At the rate of 3 m/s in forced airflow, simulation analysis of the single battery module and a single equipped with battery module of micro heat pipe array thermal performance, and on the basis of the comparison, found in forced to shed, single battery module temperature is 41.2 °C, and equipped with micro heat pipe array of single battery module temperature is 36.1 °C, when a sudden increase or decrease in the charging rate, behave more moderate heat pipe cooling system, it has very good cooling efficiency, and is made up of 96 battery monomer battery pack to simulate the temperature changes within the battery pack and distribution situation, the study found that the heat pipe cooling system is better than that of forced air convection on the temperature control system, at the end of the discharge, battery control within 40 °C, the highest temperature the maximum temperature difference is only 2.04 °C, the simulation results show that the battery pack equipped with heat pipe can significantly improve the temperature uniformity. To obtain the influence of the liquid filling rate and heat flow density on heat pipe heat transfer performance, Nandy Putra et al. [30] conducted an experimental study using a flat plate loop heat pipe (FPLHP) as a heat exchanger for the thermal management system of an electric vehicle lithium-ion battery. They simulated the heat generation process of the battery by using a cylinder heater, and adopted stainless steel sieve for the capillary core, the working liquid is distilled water, alcohol, and acetone, and the filling ratio is 60%. The experimental results show that the flat circular heat pipe has certain application potential in the thermal management system of lithium-ion batteries. In addition to the heat pipe heat transfer with high thermal conductivity, excellent isothermal property, heat flow density variable, and the advantages of the reversible heat flow direction, and heat pipe cooling way very easily with other coupling is used, such as heat pipe air cooling, heat pipe cooling, heat pipe - liquid cooling phase-change materials, etc., in short, heat pipe cooling system has very good prospects for development. The advantages and disadvantages of the four cooling systems are shown in Table 1.
Table 1. Features of the four cooling systems.
Serial Number Cooling System Advantage Shortcoming
1 Air cooling system Simple structure, low cost, small footprint, lightweight, etc. Low thermal conductivity, poor cell uniformity control, etc.
2 Liquid cooling system Good thermal conductivity, good cooling effect, relatively uniform heat dissipation, etc. There is a risk of liquid leakage, difficult maintenance, heavyweight, complex structure, etc.

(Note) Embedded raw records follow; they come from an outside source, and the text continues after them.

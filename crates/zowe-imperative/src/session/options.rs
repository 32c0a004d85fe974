//! Options controlling connection property resolution

use super::auth_type::{AuthType, TOKEN_TYPE_JWT};
use crate::error::ImperativeResult;
use crate::prompt::HandlerContext;
use async_trait::async_trait;
use serde_json::Value;
use std::collections::BTreeMap;
use std::fmt;
use std::sync::Arc;

/// Service description used in prompts when none is given
pub const DEFAULT_SERVICE_DESCRIPTION: &str = "your service";

/// Supplies values for properties instead of interactive prompts
#[cfg_attr(test, mockall::automock)]
#[async_trait]
pub trait ValuesProvider: Send + Sync {
    /// Return values for (some of) the named session properties
    async fn get_values(&self, prop_names: &[String]) -> ImperativeResult<BTreeMap<String, Value>>;
}

/// One property that suppresses others when it has a value
#[derive(Debug, Clone, PartialEq, Eq)]
pub struct PropertyOverride {
    /// Session property that takes precedence
    pub property_name: String,
    /// Session properties cleared when `property_name` has a value
    pub properties_overridden: Vec<String>,
    /// Argument name carrying the controlling value, when it differs
    pub argument_name: Option<String>,
}

impl PropertyOverride {
    /// Create a rule
    pub fn new<I, S>(property_name: impl Into<String>, properties_overridden: I) -> Self
    where
        I: IntoIterator<Item = S>,
        S: Into<String>,
    {
        Self {
            property_name: property_name.into(),
            properties_overridden: properties_overridden.into_iter().map(Into::into).collect(),
            argument_name: None,
        }
    }

    /// Read the controlling value from a differently-named argument
    pub fn with_argument_name(mut self, argument_name: impl Into<String>) -> Self {
        self.argument_name = Some(argument_name.into());
        self
    }

    /// Argument name of the controlling property
    pub fn argument_name(&self) -> &str {
        self.argument_name.as_deref().unwrap_or(&self.property_name)
    }
}

/// Validator for a custom prompt answer
pub type ValueValidator = Arc<dyn Fn(&Value) -> bool + Send + Sync>;

/// An extra property the caller wants prompted for
#[derive(Clone)]
pub struct PromptProp {
    /// Session property name
    pub name: String,
    /// `Some(false)` marks the property as not secure; anything else is secure
    pub secure: Option<bool>,
    /// Text shown instead of `Enter your <name> for`
    pub description: Option<String>,
    /// Answers failing this check are dropped
    pub is_given_value_valid: Option<ValueValidator>,
}

impl PromptProp {
    /// Create a prompt for a property
    pub fn new(name: impl Into<String>) -> Self {
        Self {
            name: name.into(),
            secure: None,
            description: None,
            is_given_value_valid: None,
        }
    }

    /// Set whether the property is secure
    pub fn with_secure(mut self, secure: bool) -> Self {
        self.secure = Some(secure);
        self
    }

    /// Set the prompt description
    pub fn with_description(mut self, description: impl Into<String>) -> Self {
        self.description = Some(description.into());
        self
    }

    /// Set a validator
    pub fn with_validator<F>(mut self, validator: F) -> Self
    where
        F: Fn(&Value) -> bool + Send + Sync + 'static,
    {
        self.is_given_value_valid = Some(Arc::new(validator));
        self
    }

    /// Whether the property is treated as secure
    pub fn is_secure(&self) -> bool {
        self.secure != Some(false)
    }

    /// Whether an answer passes the validator
    pub fn accepts(&self, value: &Value) -> bool {
        self.is_given_value_valid
            .as_ref()
            .is_none_or(|validate| validate(value))
    }
}

impl fmt::Debug for PromptProp {
    fn fmt(&self, f: &mut fmt::Formatter<'_>) -> fmt::Result {
        f.debug_struct("PromptProp")
            .field("name", &self.name)
            .field("secure", &self.secure)
            .field("description", &self.description)
            .field("has_validator", &self.is_given_value_valid.is_some())
            .finish()
    }
}

/// Options for [`ConnectionPropsForSessCfg::add_props_or_prompt`](super::conn_props::ConnectionPropsForSessCfg::add_props_or_prompt)
#[derive(Clone)]
pub struct ConnectionOptions {
    /// Credentials are inputs to a login that yields a token
    pub request_token: bool,
    /// Prompt interactively for missing properties
    pub do_prompting: bool,
    /// Token type used when requesting a token without one
    pub default_token_type: String,
    /// Override rules
    pub property_overrides: Vec<PropertyOverride>,
    /// Extra properties to prompt for
    pub props_to_prompt_for: Vec<PromptProp>,
    /// Restricts the auth order to exactly these types
    pub supported_auth_types: Option<Vec<AuthType>>,
    /// Replaces interactive prompting
    pub get_values_back: Option<Arc<dyn ValuesProvider>>,
    /// `Some(false)` disables storing prompted values
    pub auto_store: Option<bool>,
    /// Service named in prompts and errors
    pub service_description: Option<String>,
    /// Handler context of the running command
    pub parms: Option<HandlerContext>,
}

impl Default for ConnectionOptions {
    fn default() -> Self {
        Self {
            request_token: false,
            do_prompting: true,
            default_token_type: TOKEN_TYPE_JWT.to_string(),
            property_overrides: Vec::new(),
            props_to_prompt_for: Vec::new(),
            supported_auth_types: None,
            get_values_back: None,
            auto_store: None,
            service_description: None,
            parms: None,
        }
    }
}

impl ConnectionOptions {
    /// Default options
    pub fn new() -> Self {
        Self::default()
    }

    pub fn with_request_token(mut self, request_token: bool) -> Self {
        self.request_token = request_token;
        self
    }

    pub fn with_do_prompting(mut self, do_prompting: bool) -> Self {
        self.do_prompting = do_prompting;
        self
    }

    pub fn with_default_token_type(mut self, token_type: impl Into<String>) -> Self {
        self.default_token_type = token_type.into();
        self
    }

    pub fn with_property_override(mut self, rule: PropertyOverride) -> Self {
        self.property_overrides.push(rule);
        self
    }

    pub fn with_prompt_prop(mut self, prop: PromptProp) -> Self {
        self.props_to_prompt_for.push(prop);
        self
    }

    pub fn with_supported_auth_types(mut self, auth_types: Vec<AuthType>) -> Self {
        self.supported_auth_types = Some(auth_types);
        self
    }

    pub fn with_values_provider(mut self, provider: Arc<dyn ValuesProvider>) -> Self {
        self.get_values_back = Some(provider);
        self
    }

    pub fn with_auto_store(mut self, auto_store: bool) -> Self {
        self.auto_store = Some(auto_store);
        self
    }

    pub fn with_service_description(mut self, description: impl Into<String>) -> Self {
        self.service_description = Some(description.into());
        self
    }

    pub fn with_parms(mut self, parms: HandlerContext) -> Self {
        self.parms = Some(parms);
        self
    }

    /// Service description for prompts and errors
    pub fn service(&self) -> &str {
        self.service_description
            .as_deref()
            .unwrap_or(DEFAULT_SERVICE_DESCRIPTION)
    }
}

impl fmt::Debug for ConnectionOptions {
    fn fmt(&self, f: &mut fmt::Formatter<'_>) -> fmt::Result {
        f.debug_struct("ConnectionOptions")
            .field("request_token", &self.request_token)
            .field("do_prompting", &self.do_prompting)
            .field("default_token_type", &self.default_token_type)
            .field("property_overrides", &self.property_overrides)
            .field("props_to_prompt_for", &self.props_to_prompt_for)
            .field("supported_auth_types", &self.supported_auth_types)
            .field("get_values_back", &self.get_values_back.is_some())
            .field("auto_store", &self.auto_store)
            .field("service_description", &self.service_description)
            .field("parms", &self.parms)
            .finish()
    }
}

#[cfg(test)]
mod tests {
    use super::*;
    use serde_json::json;

    #[test]
    fn test_defaults() {
        let opts = ConnectionOptions::default();
        assert!(!opts.request_token);
        assert!(opts.do_prompting);
        assert_eq!(opts.default_token_type, "jwtToken");
        assert_eq!(opts.service(), "your service");
    }

    #[test]
    fn test_prompt_prop_secure_by_default() {
        assert!(PromptProp::new("keyPassphrase").is_secure());
        assert!(!PromptProp::new("privateKey").with_secure(false).is_secure());
    }

    #[test]
    fn test_prompt_prop_validator() {
        let prop = PromptProp::new("encoding").with_validator(|v| v.as_str() == Some("IBM-1047"));
        assert!(prop.accepts(&json!("IBM-1047")));
        assert!(!prop.accepts(&json!("UTF-8")));
        assert!(PromptProp::new("x").accepts(&json!("anything")));
    }

    #[test]
    fn test_override_argument_name() {
        let rule = PropertyOverride::new("privateKey", ["password"]);
        assert_eq!(rule.argument_name(), "privateKey");
        let rule = rule.with_argument_name("private-key");
        assert_eq!(rule.argument_name(), "private-key");
    }
}
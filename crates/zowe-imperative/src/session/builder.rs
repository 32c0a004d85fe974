//! Validated session built from a resolved session config

use super::auth_type::{AuthType, HTTP_PROTOCOL, HTTPS_PROTOCOL};
use super::config::SessionConfig;
use crate::error::{ImperativeError, ImperativeResult};
use base64::Engine;
use base64::engine::general_purpose::STANDARD;

pub const DEFAULT_HTTP_PORT: u16 = 80;
pub const DEFAULT_HTTPS_PORT: u16 = 443;
pub const DEFAULT_BASE_PATH: &str = "";
pub const DEFAULT_REJECT_UNAUTHORIZED: bool = true;

const LOGIN_HINT: &str = "For CLI usage, see 'zowe auth login <service> --help'";

/// `user:password` encoded as base64
pub fn get_base64_auth(user: &str, password: &str) -> String {
    STANDARD.encode(format!("{}:{}", user, password))
}

fn decode_auth(auth: &str) -> ImperativeResult<String> {
    let encoded = auth
        .strip_prefix("Basic ")
        .or_else(|| auth.strip_prefix("Basic"))
        .unwrap_or(auth)
        .trim();
    let bytes = STANDARD
        .decode(encoded)
        .map_err(|e| ImperativeError::session(format!("Invalid base64 credentials: {}", e)))?;
    String::from_utf8(bytes)
        .map_err(|_| ImperativeError::session("Base64 credentials are not valid UTF-8"))
}

/// User name part of base64 credentials
pub fn get_username_from_auth(auth: &str) -> ImperativeResult<String> {
    let decoded = decode_auth(auth)?;
    Ok(match decoded.rfind(':') {
        Some(idx) => decoded[..idx].to_string(),
        None => String::new(),
    })
}

/// Password part of base64 credentials
pub fn get_password_from_auth(auth: &str) -> ImperativeResult<String> {
    let decoded = decode_auth(auth)?;
    Ok(match decoded.rfind(':') {
        Some(idx) => decoded[idx + 1..].to_string(),
        None => decoded,
    })
}

/// A session whose connection settings have defaults filled in and whose
/// credentials match its auth type
#[derive(Debug, Clone)]
pub struct Session {
    config: SessionConfig,
}

impl Session {
    /// Fill defaults and validate
    pub fn new(config: SessionConfig) -> ImperativeResult<Self> {
        let mut cfg = config;

        let protocol = cfg.protocol.get_or_insert_with(|| HTTPS_PROTOCOL.to_string()).clone();
        if protocol != HTTPS_PROTOCOL && protocol != HTTP_PROTOCOL {
            return Err(ImperativeError::invalid_input_field(
                format!("Protocol must be {} or {}, got '{}'", HTTPS_PROTOCOL, HTTP_PROTOCOL, protocol),
                "protocol",
            ));
        }
        cfg.reject_unauthorized.get_or_insert(DEFAULT_REJECT_UNAUTHORIZED);
        cfg.port.get_or_insert(if protocol == HTTP_PROTOCOL {
            DEFAULT_HTTP_PORT
        } else {
            DEFAULT_HTTPS_PORT
        });
        cfg.base_path.get_or_insert_with(|| DEFAULT_BASE_PATH.to_string());
        let auth_type = *cfg.auth_type.get_or_insert(AuthType::None);

        if !cfg.has_prop("hostname") || cfg.hostname.as_deref().is_some_and(|h| h.trim().is_empty()) {
            return Err(ImperativeError::invalid_input_field(
                "Expected a non-blank value for 'hostname'",
                "hostname",
            ));
        }

        match auth_type {
            AuthType::Basic => {
                if !has_user_and_password(&cfg) && cfg.base64_encoded_auth.is_none() {
                    return Err(ImperativeError::session_with_details(
                        "Must have user & password OR base64 encoded credentials",
                        LOGIN_HINT,
                    ));
                }
                expect_undefined(&cfg, &["tokenType", "tokenValue", "cert", "certKey"], auth_type)?;
            }
            AuthType::Bearer => {
                expect_non_blank(&cfg, &["tokenValue"])?;
                expect_undefined(&cfg, &["tokenType", "user", "password", "cert", "certKey"], auth_type)?;
            }
            AuthType::Token => {
                if !cfg.has_prop("tokenType") {
                    return Err(ImperativeError::session(
                        "You must provide a token type to use cookie authentication",
                    ));
                }
                if cfg.token_value.is_none()
                    && !has_user_and_password(&cfg)
                    && cfg.base64_encoded_auth.is_none()
                {
                    return Err(ImperativeError::session_with_details(
                        "Must have user & password OR tokenType & tokenValue OR cert & certKey.",
                        LOGIN_HINT,
                    ));
                }
            }
            AuthType::CertPem => {
                expect_non_blank(&cfg, &["cert", "certKey"])?;
                expect_undefined(&cfg, &["tokenValue", "user", "password"], auth_type)?;
                if protocol == HTTP_PROTOCOL {
                    return Err(ImperativeError::session(
                        "Certificate based authentication cannot be used over HTTP. Please set protocol to HTTPS to use certificate authentication.",
                    ));
                }
            }
            AuthType::CertPfx => {
                return Err(ImperativeError::session(
                    "PFX certificate authentication is not supported",
                ));
            }
            AuthType::None => {}
        }

        if matches!(auth_type, AuthType::Basic | AuthType::Token) {
            match cfg.base64_encoded_auth.clone() {
                None => {
                    if let (Some(user), Some(password)) = (&cfg.user, &cfg.password) {
                        cfg.base64_encoded_auth = Some(get_base64_auth(user, password));
                    }
                }
                Some(auth) => {
                    if cfg.user.is_none() {
                        cfg.user = Some(get_username_from_auth(&auth)?);
                    }
                    if cfg.password.is_none() {
                        cfg.password = Some(get_password_from_auth(&auth)?);
                    }
                }
            }
        }

        Ok(Self { config: cfg })
    }

    /// The populated session config
    pub fn config(&self) -> &SessionConfig {
        &self.config
    }

    pub fn into_config(self) -> SessionConfig {
        self.config
    }

    pub fn hostname(&self) -> &str {
        self.config.hostname.as_deref().unwrap_or_default()
    }

    pub fn port(&self) -> u16 {
        self.config.port.unwrap_or(DEFAULT_HTTPS_PORT)
    }

    pub fn protocol(&self) -> &str {
        self.config.protocol.as_deref().unwrap_or(HTTPS_PROTOCOL)
    }

    pub fn auth_type(&self) -> AuthType {
        self.config.auth_type.unwrap_or(AuthType::None)
    }

    pub fn base_path(&self) -> &str {
        self.config.base_path.as_deref().unwrap_or(DEFAULT_BASE_PATH)
    }

    pub fn reject_unauthorized(&self) -> bool {
        self.config.reject_unauthorized.unwrap_or(DEFAULT_REJECT_UNAUTHORIZED)
    }
}

fn has_user_and_password(cfg: &SessionConfig) -> bool {
    cfg.user.is_some() && cfg.password.is_some()
}

fn expect_non_blank(cfg: &SessionConfig, names: &[&str]) -> ImperativeResult<()> {
    for name in names {
        let blank = cfg
            .get_str(name)
            .is_none_or(|value| value.trim().is_empty());
        if blank {
            return Err(ImperativeError::invalid_input_field(
                format!("Expected a non-blank value for '{}'", name),
                *name,
            ));
        }
    }
    Ok(())
}

fn expect_undefined(cfg: &SessionConfig, names: &[&str], auth_type: AuthType) -> ImperativeResult<()> {
    match names.iter().find(|name| cfg.get_prop(name).is_some()) {
        Some(name) => Err(ImperativeError::invalid_input_field(
            format!("'{}' must not be set for {} authentication", name, auth_type),
            *name,
        )),
        None => Ok(()),
    }
}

3 Phase-change material cooling system High heat density, large latent heat, good stability, fast heat dissipation, high-temperature control uniformity, etc. The heat absorbed by the phase change material cannot be well dissipated to the external environment, etc.
4 Heat pipe cooling system High thermal conductivity, high heat dissipation efficiency, fast heating rate, good uniform performance, good safety, high reliability, etc. High cost, difficult to control the amount of heat exchange medium, complicated structure, inconvenient installation, etc.

References

  1. Andersen, P.H.; Mathews, J.A.; Rask, M. Integrating private transport into renewable energy policy: The strategy of creating intelligent recharging grids for electric vehicles. Energy Policy 2009, 37, 2481–2486.
  2. Teixeira AC, R.; Sodré, J.R. Impacts of replacement of engine powered vehicles by electric vehicles on energy consumption and CO2 emissions. Transp. Res. D Transp. Environ. 2018, 59, 375–384.
  3. Wang, Q.; Ping, P.; Zhao, X.; Chu, G.; Sun, J.; Chen, C. Thermal runaway caused fire and explosion of lithium-ion battery. J. Power Sources 2012, 208, 210–224.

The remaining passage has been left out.